| Provided information |
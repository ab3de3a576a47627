//! Runtime settings.
//!
//! Each setting has a default and, where numeric, an allowed range. The
//! binary fills these from command-line flags with environment-variable
//! fallbacks; library callers construct them directly.

use std::path::PathBuf;

use crate::error::{Error, Result};

pub const DEFAULT_GRAPH_DIR: &str = "graphs";

pub const DEFAULT_MAX_MEMORY_MB: u32 = 4096;
pub const MIN_MAX_MEMORY_MB: u32 = 64;
pub const MAX_MAX_MEMORY_MB: u32 = 131_072; // 128 GB

pub const ENV_GRAPH_DIR: &str = "GRAPH_QUERY_GRAPH_DIR";
pub const ENV_MAX_MEMORY_MB: &str = "GRAPH_QUERY_MAX_MEMORY_MB";

#[derive(Debug, Clone, PartialEq, Eq)]
pub struct Settings {
    /// Directory holding the XML graph documents served by the store.
    pub graph_dir: PathBuf,
    /// Per-snapshot memory cap. Loading a larger graph is an error.
    pub max_memory_mb: u32,
}

impl Settings {
    pub fn new(graph_dir: impl Into<PathBuf>, max_memory_mb: u32) -> Result<Self> {
        let settings = Self {
            graph_dir: graph_dir.into(),
            max_memory_mb,
        };
        settings.validate()?;
        Ok(settings)
    }

    pub fn validate(&self) -> Result<()> {
        if !(MIN_MAX_MEMORY_MB..=MAX_MAX_MEMORY_MB).contains(&self.max_memory_mb) {
            return Err(Error::Config(format!(
                "max_memory_mb must be between {MIN_MAX_MEMORY_MB} and {MAX_MAX_MEMORY_MB}, got {}",
                self.max_memory_mb
            )));
        }
        if self.graph_dir.as_os_str().is_empty() {
            return Err(Error::Config("graph_dir must not be empty".to_string()));
        }
        Ok(())
    }

    /// Memory cap in bytes.
    pub fn max_memory_bytes(&self) -> usize {
        self.max_memory_mb as usize * 1024 * 1024
    }
}

impl Default for Settings {
    fn default() -> Self {
        Self {
            graph_dir: PathBuf::from(DEFAULT_GRAPH_DIR),
            max_memory_mb: DEFAULT_MAX_MEMORY_MB,
        }
    }
}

| Work task |
The required output is every line above from the one with "pub const MIN_MAX_MEMORY_MB: u32 = 64;" down to the one with "pub struct Settings", restated word for word, ends included.

| Exercise response |
pub const MIN_MAX_MEMORY_MB: u32 = 64;
pub const MAX_MAX_MEMORY_MB: u32 = 131_072; // 128 GB

pub const ENV_GRAPH_DIR: &str = "GRAPH_QUERY_GRAPH_DIR";
pub const ENV_MAX_MEMORY_MB: &str = "GRAPH_QUERY_MAX_MEMORY_MB";

#[derive(Debug, Clone, PartialEq, Eq)]
pub struct Settings {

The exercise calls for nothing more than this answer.